Segment Start: Records shown

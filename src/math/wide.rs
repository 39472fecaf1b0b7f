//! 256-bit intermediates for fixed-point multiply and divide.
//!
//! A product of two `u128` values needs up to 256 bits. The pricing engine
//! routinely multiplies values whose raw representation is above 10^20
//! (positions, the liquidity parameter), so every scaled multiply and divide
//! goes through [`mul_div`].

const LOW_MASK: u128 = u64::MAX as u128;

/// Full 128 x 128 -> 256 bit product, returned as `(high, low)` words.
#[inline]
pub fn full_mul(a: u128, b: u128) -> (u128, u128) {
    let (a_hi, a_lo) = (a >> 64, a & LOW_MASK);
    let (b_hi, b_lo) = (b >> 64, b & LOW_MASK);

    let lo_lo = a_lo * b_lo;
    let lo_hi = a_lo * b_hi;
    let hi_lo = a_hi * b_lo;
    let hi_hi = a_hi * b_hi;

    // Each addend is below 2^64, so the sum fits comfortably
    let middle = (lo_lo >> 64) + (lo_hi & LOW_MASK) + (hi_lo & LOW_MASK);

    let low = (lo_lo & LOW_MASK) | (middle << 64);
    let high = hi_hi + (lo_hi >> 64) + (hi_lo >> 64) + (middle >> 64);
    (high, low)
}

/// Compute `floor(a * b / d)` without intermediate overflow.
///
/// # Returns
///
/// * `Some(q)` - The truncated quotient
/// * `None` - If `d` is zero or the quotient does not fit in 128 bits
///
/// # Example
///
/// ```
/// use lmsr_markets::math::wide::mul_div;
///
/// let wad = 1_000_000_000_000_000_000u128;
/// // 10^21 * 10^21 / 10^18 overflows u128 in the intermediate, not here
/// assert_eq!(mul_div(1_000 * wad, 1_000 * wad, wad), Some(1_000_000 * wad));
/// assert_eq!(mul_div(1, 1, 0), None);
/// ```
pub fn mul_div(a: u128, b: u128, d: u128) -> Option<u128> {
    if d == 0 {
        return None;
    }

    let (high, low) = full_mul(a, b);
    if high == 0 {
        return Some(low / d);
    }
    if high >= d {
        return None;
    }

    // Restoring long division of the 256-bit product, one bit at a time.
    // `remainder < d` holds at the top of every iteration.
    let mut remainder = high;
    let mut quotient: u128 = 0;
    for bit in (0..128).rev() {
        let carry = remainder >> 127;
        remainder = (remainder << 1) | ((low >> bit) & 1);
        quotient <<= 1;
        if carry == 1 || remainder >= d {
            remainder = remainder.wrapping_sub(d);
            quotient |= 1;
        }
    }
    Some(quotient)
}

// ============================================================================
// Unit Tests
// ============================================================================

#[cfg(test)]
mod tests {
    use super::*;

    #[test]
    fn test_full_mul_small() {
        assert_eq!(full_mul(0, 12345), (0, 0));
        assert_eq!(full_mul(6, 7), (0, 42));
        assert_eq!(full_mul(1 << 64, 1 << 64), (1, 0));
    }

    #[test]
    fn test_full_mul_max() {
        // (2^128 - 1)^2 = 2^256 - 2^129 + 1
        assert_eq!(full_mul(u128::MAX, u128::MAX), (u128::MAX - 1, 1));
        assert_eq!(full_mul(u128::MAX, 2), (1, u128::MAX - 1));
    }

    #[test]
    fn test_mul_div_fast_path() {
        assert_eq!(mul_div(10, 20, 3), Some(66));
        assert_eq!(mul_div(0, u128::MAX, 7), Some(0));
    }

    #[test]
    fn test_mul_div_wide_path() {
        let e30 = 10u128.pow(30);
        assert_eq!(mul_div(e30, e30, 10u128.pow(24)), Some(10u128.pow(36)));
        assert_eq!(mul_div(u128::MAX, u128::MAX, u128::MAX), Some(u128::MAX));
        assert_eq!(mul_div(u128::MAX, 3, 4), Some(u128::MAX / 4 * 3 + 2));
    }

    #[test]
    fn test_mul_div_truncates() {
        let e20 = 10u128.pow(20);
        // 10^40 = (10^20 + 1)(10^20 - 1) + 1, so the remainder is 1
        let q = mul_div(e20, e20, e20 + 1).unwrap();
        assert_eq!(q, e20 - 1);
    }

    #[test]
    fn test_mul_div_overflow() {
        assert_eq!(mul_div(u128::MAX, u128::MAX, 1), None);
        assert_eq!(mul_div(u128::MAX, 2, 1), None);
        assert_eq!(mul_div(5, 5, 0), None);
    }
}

Segment End: Records shown

▶ Instructions for the task
The complete set of entries is to be restated word for word.

▶ Reply to the exercise
filename src/math/wide.rs
repository 39472fecaf1b0b7f
//! 256-bit intermediates for fixed-point multiply and divide.
//!
//! A product of two `u128` values needs up to 256 bits. The pricing engine
//! routinely multiplies values whose raw representation is above 10^20
//! (positions, the liquidity parameter), so every scaled multiply and divide
//! goes through [`mul_div`].

const LOW_MASK: u128 = u64::MAX as u128;

/// Full 128 x 128 -> 256 bit product, returned as `(high, low)` words.
#[inline]
pub fn full_mul(a: u128, b: u128) -> (u128, u128) {
    let (a_hi, a_lo) = (a >> 64, a & LOW_MASK);
    let (b_hi, b_lo) = (b >> 64, b & LOW_MASK);

    let lo_lo = a_lo * b_lo;
    let lo_hi = a_lo * b_hi;
    let hi_lo = a_hi * b_lo;
    let hi_hi = a_hi * b_hi;

    // Each addend is below 2^64, so the sum fits comfortably
    let middle = (lo_lo >> 64) + (lo_hi & LOW_MASK) + (hi_lo & LOW_MASK);

    let low = (lo_lo & LOW_MASK) | (middle << 64);
    let high = hi_hi + (lo_hi >> 64) + (hi_lo >> 64) + (middle >> 64);
    (high, low)
}

/// Compute `floor(a * b / d)` without intermediate overflow.
///
/// # Returns
///
/// * `Some(q)` - The truncated quotient
/// * `None` - If `d` is zero or the quotient does not fit in 128 bits
///
/// # Example
///
/// ```
/// use lmsr_markets::math::wide::mul_div;
///
/// let wad = 1_000_000_000_000_000_000u128;
/// // 10^21 * 10^21 / 10^18 overflows u128 in the intermediate, not here
/// assert_eq!(mul_div(1_000 * wad, 1_000 * wad, wad), Some(1_000_000 * wad));
/// assert_eq!(mul_div(1, 1, 0), None);
/// ```
pub fn mul_div(a: u128, b: u128, d: u128) -> Option<u128> {
    if d == 0 {
        return None;
    }

    let (high, low) = full_mul(a, b);
    if high == 0 {
        return Some(low / d);
    }
    if high >= d {
        return None;
    }

    // Restoring long division of the 256-bit product, one bit at a time.
    // `remainder < d` holds at the top of every iteration.
    let mut remainder = high;
    let mut quotient: u128 = 0;
    for bit in (0..128).rev() {
        let carry = remainder >> 127;
        remainder = (remainder << 1) | ((low >> bit) & 1);
        quotient <<= 1;
        if carry == 1 || remainder >= d {
            remainder = remainder.wrapping_sub(d);
            quotient |= 1;
        }
    }
    Some(quotient)
}

// ============================================================================
// Unit Tests
// ============================================================================

#[cfg(test)]
mod tests {
    use super::*;

    #[test]
    fn test_full_mul_small() {
        assert_eq!(full_mul(0, 12345), (0, 0));
        assert_eq!(full_mul(6, 7), (0, 42));
        assert_eq!(full_mul(1 << 64, 1 << 64), (1, 0));
    }

    #[test]
    fn test_full_mul_max() {
        // (2^128 - 1)^2 = 2^256 - 2^129 + 1
        assert_eq!(full_mul(u128::MAX, u128::MAX), (u128::MAX - 1, 1));
        assert_eq!(full_mul(u128::MAX, 2), (1, u128::MAX - 1));
    }

    #[test]
    fn test_mul_div_fast_path() {
        assert_eq!(mul_div(10, 20, 3), Some(66));
        assert_eq!(mul_div(0, u128::MAX, 7), Some(0));
    }

    #[test]
    fn test_mul_div_wide_path() {
        let e30 = 10u128.pow(30);
        assert_eq!(mul_div(e30, e30, 10u128.pow(24)), Some(10u128.pow(36)));
        assert_eq!(mul_div(u128::MAX, u128::MAX, u128::MAX), Some(u128::MAX));
        assert_eq!(mul_div(u128::MAX, 3, 4), Some(u128::MAX / 4 * 3 + 2));
    }

    #[test]
    fn test_mul_div_truncates() {
        let e20 = 10u128.pow(20);
        // 10^40 = (10^20 + 1)(10^20 - 1) + 1, so the remainder is 1
        let q = mul_div(e20, e20, e20 + 1).unwrap();
        assert_eq!(q, e20 - 1);
    }

    #[test]
    fn test_mul_div_overflow() {
        assert_eq!(mul_div(u128::MAX, u128::MAX, 1), None);
        assert_eq!(mul_div(u128::MAX, 2, 1), None);
        assert_eq!(mul_div(5, 5, 0), None);
    }
}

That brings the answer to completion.